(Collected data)
-*-*-

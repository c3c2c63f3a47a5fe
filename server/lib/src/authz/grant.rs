//! Grant issuance: authorisation codes, implicit access tokens and id
//! tokens. However many response types a request carries, exactly one
//! underlying grant is created; later response types attach their tokens to
//! the grant an earlier one created.

use ianus_proto::oauth2::{AccessTokenType, ResponseType};

use crate::authz::request::AuthzRequest;
use crate::authz::response::RedirectUriResponse;
use crate::external::{CryptoProvider, TokenUpdatePolicy};
use crate::prelude::*;
use crate::store::{
    gen_opaque_handle, AuthorisationGrant, Client, GrantStore, IssuedToken, IssuedTokenKind,
    Session,
};

/// Issue everything the response types ask for, appending the response
/// parameters as we go. Returns the grant all tokens were attached to, if
/// any response type needed one.
#[allow(clippy::too_many_arguments)]
pub(crate) fn issue_grants(
    config: &AuthzConfig,
    grants: &dyn GrantStore,
    crypto: &dyn CryptoProvider,
    token_update: Option<&dyn TokenUpdatePolicy>,
    client: &Client,
    session: &Session,
    request: &AuthzRequest,
    scopes: &BTreeSet<String>,
    token_binding_header: Option<&str>,
    redirect: &mut RedirectUriResponse,
    ct: Duration,
) -> Result<Option<AuthorisationGrant>, OperationError> {
    let user_id = session
        .user_id
        .as_deref()
        .ok_or(OperationError::InvalidSessionState)?;

    let acr = grant_acr(session, request);

    let token_binding_hash = match (token_binding_header, &client.id_token_token_binding_cnf) {
        (Some(header), Some(cnf)) => Some(crypto.compute_token_binding_hash(header, cnf)?),
        _ => None,
    };

    let mut grant: Option<AuthorisationGrant> = None;

    if request.response_type.contains(&ResponseType::Code) {
        let mut code_grant = grants.create_code_grant(user_id, client, session.auth_time)?;
        code_grant.nonce = request.nonce.clone();
        code_grant.scopes = scopes.clone();
        code_grant.claims = request.claims.clone();
        code_grant.acr = acr.clone();
        code_grant.session_id = Some(session.id);
        code_grant.token_binding_hash = token_binding_hash.clone();
        if let Some(pkce) = &request.pkce_request {
            code_grant.code_challenge = Some(pkce.code_challenge.clone());
            code_grant.code_challenge_method = Some(pkce.code_challenge_method);
        }
        // Save after object modification!
        grants.save_grant(&code_grant)?;

        if let Some(code) = code_grant.authorisation_code() {
            redirect.add_param("code", code);
        }
        grant = Some(code_grant);
    }

    if request.response_type.contains(&ResponseType::Token) {
        let issued = ensure_grant(
            &mut grant, grants, user_id, client, session, request, scopes, &acr,
        )?;

        let token = gen_opaque_handle();
        issued.push_token(IssuedToken {
            kind: IssuedTokenKind::Access,
            value: token.clone(),
            expires_in: Some(config.access_token_lifetime),
        });
        grants.save_grant(issued)?;

        redirect.add_param("access_token", &token);
        redirect.add_param("token_type", &AccessTokenType::Bearer.to_string());
        redirect.add_param("expires_in", &config.access_token_lifetime.to_string());
    }

    if request.response_type.contains(&ResponseType::IdToken) {
        let issued = ensure_grant(
            &mut grant, grants, user_id, client, session, request, scopes, &acr,
        )?;

        let id_token = mint_id_token(
            config,
            crypto,
            token_update,
            client,
            issued,
            Some(session),
            request.nonce.as_deref(),
            token_binding_hash.as_deref(),
            ct,
        )?;

        issued.push_token(IssuedToken {
            kind: IssuedTokenKind::IdToken,
            value: id_token.clone(),
            expires_in: Some(config.id_token_lifetime),
        });
        grants.save_grant(issued)?;

        redirect.add_param("id_token", &id_token);
    }

    // Informational echo, suppressed under the strict profile.
    if grant.is_some() && !request.acr_values.is_empty() && !config.strict_profile {
        redirect.add_param("acr_values", &request.acr_values_string());
    }

    Ok(grant)
}

/// The grant already created by an earlier response type, or a fresh
/// implicit grant when this is the first one that needs it.
#[allow(clippy::too_many_arguments)]
fn ensure_grant<'a>(
    grant: &'a mut Option<AuthorisationGrant>,
    grants: &dyn GrantStore,
    user_id: &str,
    client: &Client,
    session: &Session,
    request: &AuthzRequest,
    scopes: &BTreeSet<String>,
    acr: &Option<String>,
) -> Result<&'a mut AuthorisationGrant, OperationError> {
    if grant.is_none() {
        let mut implicit = grants.create_implicit_grant(user_id, client, session.auth_time)?;
        implicit.nonce = request.nonce.clone();
        implicit.scopes = scopes.clone();
        implicit.claims = request.claims.clone();
        implicit.acr = acr.clone();
        implicit.session_id = Some(session.id);
        grants.save_grant(&implicit)?;
        *grant = Some(implicit);
    }
    grant.as_mut().ok_or(OperationError::InvalidRequestState)
}

/// Mint an id_token for a grant. Runs the token binding pre-processing and
/// the policy driven post-processing hook, then hands the claim set to the
/// signer.
#[allow(clippy::too_many_arguments)]
pub(crate) fn mint_id_token(
    config: &AuthzConfig,
    crypto: &dyn CryptoProvider,
    token_update: Option<&dyn TokenUpdatePolicy>,
    client: &Client,
    grant: &AuthorisationGrant,
    session: Option<&Session>,
    nonce: Option<&str>,
    token_binding_hash: Option<&str>,
    ct: Duration,
) -> Result<String, OperationError> {
    let subject = match client.subject_type {
        ianus_proto::oauth2::SubjectType::Pairwise => {
            crypto.pairwise_identifier(client, &grant.user_id)
        }
        ianus_proto::oauth2::SubjectType::Public => grant.user_id.clone(),
    };

    let mut claims = serde_json::json!({
        "iss": config.issuer.as_str(),
        "sub": subject,
        "aud": client.client_id,
        "exp": ct.as_secs() + config.id_token_lifetime,
        "iat": ct.as_secs(),
    });

    if let Some(auth_time) = grant.auth_time {
        claims["auth_time"] = serde_json::Value::from(auth_time);
    }
    if let Some(nonce) = nonce {
        claims["nonce"] = serde_json::Value::from(nonce);
    }
    if let Some(acr) = &grant.acr {
        claims["acr"] = serde_json::Value::from(acr.as_str());
    }

    // Pre-processing: bind the token to the user agent and the session.
    if let Some(session) = session {
        claims["sid"] = serde_json::Value::from(session.id.to_string());
    }
    if let Some(hash) = token_binding_hash {
        claims["cnf"] = serde_json::json!({ "tbh": hash });
    }

    // Post-processing: the deployment's token update policy has the last
    // word on the claim set.
    if let Some(policy) = token_update {
        policy.modify_id_token(&mut claims, client, grant);
    }

    crypto.sign_id_token(client, &claims)
}

fn grant_acr(session: &Session, request: &AuthzRequest) -> Option<String> {
    // The ACR the session actually authenticated with wins over the
    // requested values.
    session.acr.clone().or_else(|| {
        if request.acr_values.is_empty() {
            None
        } else {
            Some(request.acr_values_string())
        }
    })
}

#[cfg(test)]
mod tests {
    use super::*;
    use crate::authz::response::AuthoriseResponse;
    use crate::store::GrantKind;
    use crate::testkit::{
        test_client, test_request, InMemoryGrantStore, TestCrypto,
    };
    use ianus_proto::oauth2::ResponseMode;

    const TEST_CURRENT_TIME: u64 = 6000;

    fn redirect() -> RedirectUriResponse {
        #[allow(clippy::unwrap_used)]
        RedirectUriResponse::new(
            Url::parse("https://demo.example.com/cb").unwrap(),
            ResponseMode::Fragment,
            Some("st".to_string()),
        )
    }

    fn config() -> AuthzConfig {
        #[allow(clippy::unwrap_used)]
        AuthzConfig::new(Url::parse("https://idp.example.com").unwrap())
    }

    fn session() -> Session {
        Session::new_authenticated("alice", Some("basic"), Duration::from_secs(5000))
    }

    fn scopes() -> BTreeSet<String> {
        BTreeSet::from(["openid".to_string()])
    }

    #[test]
    fn test_hybrid_request_shares_one_grant() {
        let grants = InMemoryGrantStore::default();
        let crypto = TestCrypto;
        let client = test_client("c1");
        let session = session();
        let mut request = test_request("c1", "openid");
        request.response_type =
            BTreeSet::from([ResponseType::Code, ResponseType::Token, ResponseType::IdToken]);
        request.nonce = Some("n1".to_string());
        let mut resp = redirect();

        let grant = issue_grants(
            &config(),
            &grants,
            &crypto,
            None,
            &client,
            &session,
            &request,
            &scopes(),
            None,
            &mut resp,
            Duration::from_secs(TEST_CURRENT_TIME),
        )
        .expect("Issuance failed")
        .expect("A grant must exist");

        // One grant holds the code, the access token and the id token.
        assert_eq!(grants.grant_count(), 1);
        assert!(matches!(grant.kind, GrantKind::AuthorisationCode { .. }));
        let stored = grants.get_grant(grant.grant_id).expect("Grant must exist");
        assert_eq!(stored.tokens.len(), 2);

        let AuthoriseResponse::Redirect { location, .. } = resp.finish() else {
            panic!("expected redirect");
        };
        let fragment = location.fragment().unwrap_or("");
        assert!(fragment.contains("code="));
        assert!(fragment.contains("access_token="));
        assert!(fragment.contains("id_token="));
        assert!(fragment.contains("state=st"));
    }

    #[test]
    fn test_code_grant_binds_pkce_and_nonce() {
        let grants = InMemoryGrantStore::default();
        let crypto = TestCrypto;
        let client = test_client("c1");
        let session = session();
        let mut request = test_request("c1", "openid");
        request.nonce = Some("n1".to_string());
        request.pkce_request = Some(ianus_proto::oauth2::PkceRequest {
            code_challenge: vec![1u8; 32],
            code_challenge_method: ianus_proto::oauth2::CodeChallengeMethod::S256,
        });
        let mut resp = redirect();

        let grant = issue_grants(
            &config(),
            &grants,
            &crypto,
            None,
            &client,
            &session,
            &request,
            &scopes(),
            None,
            &mut resp,
            Duration::from_secs(TEST_CURRENT_TIME),
        )
        .expect("Issuance failed")
        .expect("A grant must exist");

        assert_eq!(grant.nonce.as_deref(), Some("n1"));
        assert_eq!(grant.code_challenge, Some(vec![1u8; 32]));
        assert_eq!(grant.session_id, Some(session.id));
        assert_eq!(grant.acr.as_deref(), Some("basic"));
        assert!(grant.authorisation_code().is_some());
    }

    #[test]
    fn test_id_token_only_creates_a_holding_grant() {
        let grants = InMemoryGrantStore::default();
        let crypto = TestCrypto;
        let client = test_client("c1");
        let session = session();
        let mut request = test_request("c1", "openid");
        request.response_type = BTreeSet::from([ResponseType::IdToken]);
        request.nonce = Some("n1".to_string());
        let mut resp = redirect();

        let grant = issue_grants(
            &config(),
            &grants,
            &crypto,
            None,
            &client,
            &session,
            &request,
            &scopes(),
            None,
            &mut resp,
            Duration::from_secs(TEST_CURRENT_TIME),
        )
        .expect("Issuance failed")
        .expect("A grant must exist");

        assert!(matches!(grant.kind, GrantKind::Implicit));
        assert_eq!(grants.grant_count(), 1);
        let stored = grants.get_grant(grant.grant_id).expect("Grant must exist");
        assert_eq!(stored.tokens.len(), 1);
        assert_eq!(stored.tokens[0].kind, IssuedTokenKind::IdToken);
    }
}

-*-*-

* Task to carry out
In the entries above, please find the line with "use crate::authz::response::RedirectUriResponse;" and the line with "if let Some(code)", then write out exactly those two lines and every line between them, and nothing more.

* Answer section
use crate::authz::response::RedirectUriResponse;
use crate::external::{CryptoProvider, TokenUpdatePolicy};
use crate::prelude::*;
use crate::store::{
    gen_opaque_handle, AuthorisationGrant, Client, GrantStore, IssuedToken, IssuedTokenKind,
    Session,
};

/// Issue everything the response types ask for, appending the response
/// parameters as we go. Returns the grant all tokens were attached to, if
/// any response type needed one.
#[allow(clippy::too_many_arguments)]
pub(crate) fn issue_grants(
    config: &AuthzConfig,
    grants: &dyn GrantStore,
    crypto: &dyn CryptoProvider,
    token_update: Option<&dyn TokenUpdatePolicy>,
    client: &Client,
    session: &Session,
    request: &AuthzRequest,
    scopes: &BTreeSet<String>,
    token_binding_header: Option<&str>,
    redirect: &mut RedirectUriResponse,
    ct: Duration,
) -> Result<Option<AuthorisationGrant>, OperationError> {
    let user_id = session
        .user_id
        .as_deref()
        .ok_or(OperationError::InvalidSessionState)?;

    let acr = grant_acr(session, request);

    let token_binding_hash = match (token_binding_header, &client.id_token_token_binding_cnf) {
        (Some(header), Some(cnf)) => Some(crypto.compute_token_binding_hash(header, cnf)?),
        _ => None,
    };

    let mut grant: Option<AuthorisationGrant> = None;

    if request.response_type.contains(&ResponseType::Code) {
        let mut code_grant = grants.create_code_grant(user_id, client, session.auth_time)?;
        code_grant.nonce = request.nonce.clone();
        code_grant.scopes = scopes.clone();
        code_grant.claims = request.claims.clone();
        code_grant.acr = acr.clone();
        code_grant.session_id = Some(session.id);
        code_grant.token_binding_hash = token_binding_hash.clone();
        if let Some(pkce) = &request.pkce_request {
            code_grant.code_challenge = Some(pkce.code_challenge.clone());
            code_grant.code_challenge_method = Some(pkce.code_challenge_method);
        }
        // Save after object modification!
        grants.save_grant(&code_grant)?;

        if let Some(code) = code_grant.authorisation_code() {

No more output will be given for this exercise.